After the touch and go I climbed to 3500 feet and flew for about 25 minutes, made my turn and climbed to 4500 for proper altitude for direction (highest I have flown this plane ). On the first leg Forelfight logged a gps ground speed of 68 kts. I flew the entire flight at 2100 rpm and 90 mph indicated (78 kts). Next leg ground speed was closer to indicated airspeed. Before I made the entire planned route it was clear I'd be over 60 minutes, so I eventual flew straight back to home plate. I made a gradual decent to the 2500 feet pattern altitude at 1500 rpm and 90 mph. I shut down at the fuel pumps 58 minutes after take off.

Take off, touch and go, step climb to 4500, decent and a landing burned 4.3 gal in 58 minutes.
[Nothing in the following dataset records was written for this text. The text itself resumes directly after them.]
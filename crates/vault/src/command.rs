//! Vault client backed by an external program
//!
//! The program is given as `vault_command` in the configuration and is
//! invoked as:
//!
//! - `<program> <args..> find <name>`: prints a JSON array of records
//! - `<program> <args..> save`: reads one JSON record on stdin and prints the
//!   saved record
//!
//! The vault configuration directory and TLS verification flag are passed
//! through `CREDMOUNT_VAULT_DIR` and `CREDMOUNT_VERIFY_TLS`.

use crate::client::VaultClient;
use crate::record::RawRecord;
use credmount_config::SharedConfig;
use credmount_core::{Error, Result, SecretName, ENV_VAULT_DIR, ENV_VERIFY_TLS};
use credmount_utils::CommandExecutor;
use serde::de::DeserializeOwned;

pub struct CommandVault {
    config: SharedConfig,
    executor: Box<dyn CommandExecutor>,
}

impl CommandVault {
    pub fn new(config: SharedConfig, executor: Box<dyn CommandExecutor>) -> Self {
        Self { config, executor }
    }

    fn run<T: DeserializeOwned>(&self, operation: &[&str], input: Option<&[u8]>) -> Result<T> {
        let mut command_line = self.config.vault_command();
        if command_line.is_empty() {
            return Err(Error::configuration(
                "vault_command is not set; configure the vault client program",
            ));
        }
        let program = command_line.remove(0);
        let mut args = command_line;
        args.extend(operation.iter().map(|s| (*s).to_string()));

        let env = vec![
            (
                ENV_VAULT_DIR.to_string(),
                self.config.vault_dir().display().to_string(),
            ),
            (
                ENV_VERIFY_TLS.to_string(),
                self.config.verify_tls().to_string(),
            ),
        ];

        tracing::debug!(program = %program, operation = operation[0], "calling vault client");
        let output = self.executor.execute_with(&program, &args, &env, input)?;
        if !output.status.success() {
            let stderr = String::from_utf8_lossy(&output.stderr);
            return Err(Error::command_execution(
                program,
                args,
                stderr.trim().to_string(),
                output.status.code(),
            ));
        }

        serde_json::from_slice(&output.stdout).map_err(|e| {
            Error::vault(format!(
                "'{program}' returned an unreadable response to {}: {e}",
                operation[0]
            ))
        })
    }
}

impl VaultClient for CommandVault {
    fn find_by_name(&self, name: &SecretName) -> Result<Vec<RawRecord>> {
        self.run(&["find", name.as_str()], None)
    }

    fn save(&self, record: RawRecord) -> Result<RawRecord> {
        let body = serde_json::to_vec(&record)?;
        let saved: RawRecord = self.run(&["save"], Some(&body))?;
        tracing::info!(secret = %saved.title, "updated secret record in the vault");
        Ok(saved)
    }
}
The 6 page Owners Manual of Operations lists 4.5 gph burn inn cruise without reference to power setting or altitudes. With fuel gauges reading low, a calibrated dip stick, and rounding up to 5 gph for public school arithmetic I should never run out of gas. ?
 

wink

War Hoover NFO.
None
Super Moderator
Contributor
Since I don't yet have any air to air photos of my current Luscombe, here is me flying my first. This was 1981. I bought this plane for $7500 after I got back from my first cruise. Dig the permanent RAT deployed centerline.
29427
 

ChuckMK23

FERS and TSP contributor!
pilot
Busy day of training here at MXF today (3 hours in the airplane) - solid overcast at 3000' and an Airmet for turbulence didn't stop us. Got to fly a brand new (literally still 'new plane' smell 182) with the latest G1000 NXi. Really too much automation for a 140 knot airplane - but today was about working the whole flight on FD and AP from takeoff to enroute cruise to approach. This airplane also has envelope protection which I decided I don't like. Auto AP activation and wings level recovery if parameters are exceeded - designed for the septuagenarian doctor who flies to his beach resort. But the displays are beautiful. Still its a 235 hp, 3100 lb airplane. My IP was one of many GS-13/14 retired O-6's on staff that are living large. Heard some cool F-4 and A-10 stories from the 70's and 80's.

Flew into SEM which is used by AFSOC for a maintenance and training base - lots of unmarked turbo prop and small jets in the pattern that are based at HRT doing discrete things all over the world.

Oh and some cool static display aircraft here - a beautiful MH-53 Pave Low standing guard outside the Staff Judge Advocate school.

There is a road named "OODA Loop Road" here on base too. Too funny.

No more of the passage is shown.